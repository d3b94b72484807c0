//! Time index types shared by series, horizons and forecasts.

use crate::error::{EstimatorError, Result};
use chrono::{DateTime, Duration, Utc};
use std::collections::HashMap;
use std::fmt;

/// A single point on a time index.
#[derive(Debug, Clone, Copy, PartialEq, Eq, PartialOrd, Ord, Hash)]
pub enum TimePoint {
    /// Integer (range-like) position.
    Integer(i64),
    /// Calendar timestamp.
    Timestamp(DateTime<Utc>),
}

impl TimePoint {
    /// Shift this point by `steps` periods.
    ///
    /// Integer points move by `steps`; timestamps need a frequency.
    pub fn shift(&self, steps: i64, frequency: Option<Duration>) -> Result<TimePoint> {
        match self {
            TimePoint::Integer(i) => Ok(TimePoint::Integer(i + steps)),
            TimePoint::Timestamp(t) => {
                let freq = frequency.ok_or_else(|| {
                    EstimatorError::FrequencyInference(
                        "datetime index has no frequency".to_string(),
                    )
                })?;
                let offset = freq.checked_mul(steps as i32).ok_or_else(|| {
                    EstimatorError::ComputationError("time offset overflow".to_string())
                })?;
                Ok(TimePoint::Timestamp(*t + offset))
            }
        }
    }
}

impl fmt::Display for TimePoint {
    fn fmt(&self, f: &mut fmt::Formatter<'_>) -> fmt::Result {
        match self {
            TimePoint::Integer(i) => write!(f, "{i}"),
            TimePoint::Timestamp(t) => write!(f, "{}", t.to_rfc3339()),
        }
    }
}

/// Strictly increasing index of a time series.
#[derive(Debug, Clone, PartialEq, Eq)]
pub enum TimeIndex {
    /// Integer positions, `0..n` by default.
    Integer(Vec<i64>),
    /// UTC timestamps.
    Datetime(Vec<DateTime<Utc>>),
}

impl Default for TimeIndex {
    fn default() -> Self {
        TimeIndex::Integer(Vec::new())
    }
}

impl TimeIndex {
    /// Default integer index `0..len`.
    pub fn range(len: usize) -> Self {
        TimeIndex::Integer((0..len as i64).collect())
    }

    /// Integer index starting at `start`.
    pub fn range_from(start: i64, len: usize) -> Self {
        TimeIndex::Integer((start..start + len as i64).collect())
    }

    /// Validate that the index is strictly increasing.
    pub fn validate(&self) -> Result<()> {
        let increasing = match self {
            TimeIndex::Integer(v) => v.windows(2).all(|w| w[1] > w[0]),
            TimeIndex::Datetime(v) => v.windows(2).all(|w| w[1] > w[0]),
        };
        if increasing {
            Ok(())
        } else {
            Err(EstimatorError::IndexMismatch(
                "index values must be strictly increasing".to_string(),
            ))
        }
    }

    pub fn len(&self) -> usize {
        match self {
            TimeIndex::Integer(v) => v.len(),
            TimeIndex::Datetime(v) => v.len(),
        }
    }

    pub fn is_empty(&self) -> bool {
        self.len() == 0
    }

    pub fn is_datetime(&self) -> bool {
        matches!(self, TimeIndex::Datetime(_))
    }

    /// Point at `position`.
    pub fn get(&self, position: usize) -> Option<TimePoint> {
        match self {
            TimeIndex::Integer(v) => v.get(position).map(|&i| TimePoint::Integer(i)),
            TimeIndex::Datetime(v) => v.get(position).map(|&t| TimePoint::Timestamp(t)),
        }
    }

    /// Last point of the index.
    pub fn last(&self) -> Option<TimePoint> {
        self.len().checked_sub(1).and_then(|i| self.get(i))
    }

    /// Position of `point`, if present.
    pub fn position(&self, point: &TimePoint) -> Option<usize> {
        match (self, point) {
            (TimeIndex::Integer(v), TimePoint::Integer(i)) => v.binary_search(i).ok(),
            (TimeIndex::Datetime(v), TimePoint::Timestamp(t)) => v.binary_search(t).ok(),
            _ => None,
        }
    }

    /// Sub-index `[start, end)`.
    pub fn slice(&self, start: usize, end: usize) -> TimeIndex {
        match self {
            TimeIndex::Integer(v) => TimeIndex::Integer(v[start..end].to_vec()),
            TimeIndex::Datetime(v) => TimeIndex::Datetime(v[start..end].to_vec()),
        }
    }

    /// Build an index of the same kind from points.
    pub fn from_points(points: &[TimePoint]) -> Result<TimeIndex> {
        let index = match points.first() {
            None | Some(TimePoint::Integer(_)) => TimeIndex::Integer(
                points
                    .iter()
                    .map(|p| match p {
                        TimePoint::Integer(i) => Ok(*i),
                        TimePoint::Timestamp(_) => Err(mixed_points()),
                    })
                    .collect::<Result<_>>()?,
            ),
            Some(TimePoint::Timestamp(_)) => TimeIndex::Datetime(
                points
                    .iter()
                    .map(|p| match p {
                        TimePoint::Timestamp(t) => Ok(*t),
                        TimePoint::Integer(_) => Err(mixed_points()),
                    })
                    .collect::<Result<_>>()?,
            ),
        };
        index.validate()?;
        Ok(index)
    }

    /// Append `other` after this index; both must be of the same kind and
    /// `other` must start after the last point.
    pub fn concat(&self, other: &TimeIndex) -> Result<TimeIndex> {
        let joined = match (self, other) {
            (TimeIndex::Integer(a), TimeIndex::Integer(b)) => {
                TimeIndex::Integer(a.iter().chain(b).copied().collect())
            }
            (TimeIndex::Datetime(a), TimeIndex::Datetime(b)) => {
                TimeIndex::Datetime(a.iter().chain(b).copied().collect())
            }
            _ => return Err(mixed_points()),
        };
        joined.validate()?;
        Ok(joined)
    }

    /// Infer a regular spacing from a datetime index.
    ///
    /// The modal spacing must account for at least `tolerance` of all gaps.
    pub fn infer_frequency(&self, tolerance: f64) -> Result<Duration> {
        let timestamps = match self {
            TimeIndex::Datetime(v) => v,
            TimeIndex::Integer(_) => {
                return Err(EstimatorError::FrequencyInference(
                    "integer index has no calendar frequency".to_string(),
                ))
            }
        };
        if timestamps.len() < 2 {
            return Err(EstimatorError::InsufficientData {
                needed: 2,
                got: timestamps.len(),
            });
        }

        let mut counts: HashMap<i64, usize> = HashMap::new();
        for w in timestamps.windows(2) {
            *counts.entry((w[1] - w[0]).num_seconds()).or_insert(0) += 1;
        }

        let (modal_diff, modal_count) = counts
            .iter()
            .max_by_key(|(&diff, &count)| (count, std::cmp::Reverse(diff)))
            .map(|(&diff, &count)| (diff, count))
            .ok_or_else(|| EstimatorError::FrequencyInference("empty spacing data".to_string()))?;

        let total: usize = counts.values().sum();
        if (modal_count as f64 / total as f64) < tolerance {
            return Err(EstimatorError::FrequencyInference(
                "no unique modal spacing found".to_string(),
            ));
        }

        Ok(Duration::seconds(modal_diff))
    }
}

fn mixed_points() -> EstimatorError {
    EstimatorError::IndexMismatch("cannot mix integer and datetime index points".to_string())
}

#[cfg(test)]
mod tests {
    use super::*;
    use chrono::TimeZone;

    fn daily(n: usize) -> Vec<DateTime<Utc>> {
        let base = Utc.with_ymd_and_hms(2024, 1, 1, 0, 0, 0).unwrap();
        (0..n).map(|i| base + Duration::days(i as i64)).collect()
    }

    #[test]
    fn range_index_is_zero_based() {
        let index = TimeIndex::range(3);
        assert_eq!(index, TimeIndex::Integer(vec![0, 1, 2]));
        assert_eq!(index.last(), Some(TimePoint::Integer(2)));
    }

    #[test]
    fn validate_rejects_non_increasing() {
        assert!(TimeIndex::Integer(vec![0, 2, 1]).validate().is_err());
        assert!(TimeIndex::Integer(vec![0, 1, 1]).validate().is_err());
        assert!(TimeIndex::Integer(vec![-3, 0, 7]).validate().is_ok());
    }

    #[test]
    fn shift_integer_and_timestamp_points() {
        assert_eq!(
            TimePoint::Integer(9).shift(3, None).unwrap(),
            TimePoint::Integer(12)
        );

        let ts = daily(1)[0];
        let shifted = TimePoint::Timestamp(ts)
            .shift(2, Some(Duration::days(1)))
            .unwrap();
        assert_eq!(shifted, TimePoint::Timestamp(ts + Duration::days(2)));

        assert!(TimePoint::Timestamp(ts).shift(1, None).is_err());
    }

    #[test]
    fn position_finds_points() {
        let index = TimeIndex::Datetime(daily(5));
        let p = index.get(3).unwrap();
        assert_eq!(index.position(&p), Some(3));
        assert_eq!(index.position(&TimePoint::Integer(3)), None);
    }

    #[test]
    fn concat_requires_matching_kind_and_order() {
        let a = TimeIndex::range(3);
        let b = TimeIndex::range_from(3, 2);
        assert_eq!(a.concat(&b).unwrap(), TimeIndex::range(5));
        assert!(b.concat(&a).is_err());
        assert!(a.concat(&TimeIndex::Datetime(daily(2))).is_err());
    }

    #[test]
    fn infers_daily_frequency() {
        let index = TimeIndex::Datetime(daily(10));
        assert_eq!(index.infer_frequency(0.5).unwrap(), Duration::days(1));
        assert!(TimeIndex::range(10).infer_frequency(0.5).is_err());
    }

    #[test]
    fn from_points_round_trips() {
        let points = vec![TimePoint::Integer(4), TimePoint::Integer(5)];
        assert_eq!(
            TimeIndex::from_points(&points).unwrap(),
            TimeIndex::Integer(vec![4, 5])
        );
        let mixed = vec![TimePoint::Integer(4), TimePoint::Timestamp(daily(1)[0])];
        assert!(TimeIndex::from_points(&mixed).is_err());
    }
}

┄┄┄┄┄┄┄┄┄┄┄┄┄┄┄┄┄┄┄┄

- [About this exercise] Retype word for word everything in the listing above from the line that holds "pub fn infer_frequency(&self, tolerance: f64)" down to the line that holds "assert!(TimeIndex::Integer(vec![0, 1, 1]).validate().is_err());". Keep both end lines and leave out the rest.

- [Written solution]
    pub fn infer_frequency(&self, tolerance: f64) -> Result<Duration> {
        let timestamps = match self {
            TimeIndex::Datetime(v) => v,
            TimeIndex::Integer(_) => {
                return Err(EstimatorError::FrequencyInference(
                    "integer index has no calendar frequency".to_string(),
                ))
            }
        };
        if timestamps.len() < 2 {
            return Err(EstimatorError::InsufficientData {
                needed: 2,
                got: timestamps.len(),
            });
        }

        let mut counts: HashMap<i64, usize> = HashMap::new();
        for w in timestamps.windows(2) {
            *counts.entry((w[1] - w[0]).num_seconds()).or_insert(0) += 1;
        }

        let (modal_diff, modal_count) = counts
            .iter()
            .max_by_key(|(&diff, &count)| (count, std::cmp::Reverse(diff)))
            .map(|(&diff, &count)| (diff, count))
            .ok_or_else(|| EstimatorError::FrequencyInference("empty spacing data".to_string()))?;

        let total: usize = counts.values().sum();
        if (modal_count as f64 / total as f64) < tolerance {
            return Err(EstimatorError::FrequencyInference(
                "no unique modal spacing found".to_string(),
            ));
        }

        Ok(Duration::seconds(modal_diff))
    }
}

fn mixed_points() -> EstimatorError {
    EstimatorError::IndexMismatch("cannot mix integer and datetime index points".to_string())
}

#[cfg(test)]
mod tests {
    use super::*;
    use chrono::TimeZone;

    fn daily(n: usize) -> Vec<DateTime<Utc>> {
        let base = Utc.with_ymd_and_hms(2024, 1, 1, 0, 0, 0).unwrap();
        (0..n).map(|i| base + Duration::days(i as i64)).collect()
    }

    #[test]
    fn range_index_is_zero_based() {
        let index = TimeIndex::range(3);
        assert_eq!(index, TimeIndex::Integer(vec![0, 1, 2]));
        assert_eq!(index.last(), Some(TimePoint::Integer(2)));
    }

    #[test]
    fn validate_rejects_non_increasing() {
        assert!(TimeIndex::Integer(vec![0, 2, 1]).validate().is_err());
        assert!(TimeIndex::Integer(vec![0, 1, 1]).validate().is_err());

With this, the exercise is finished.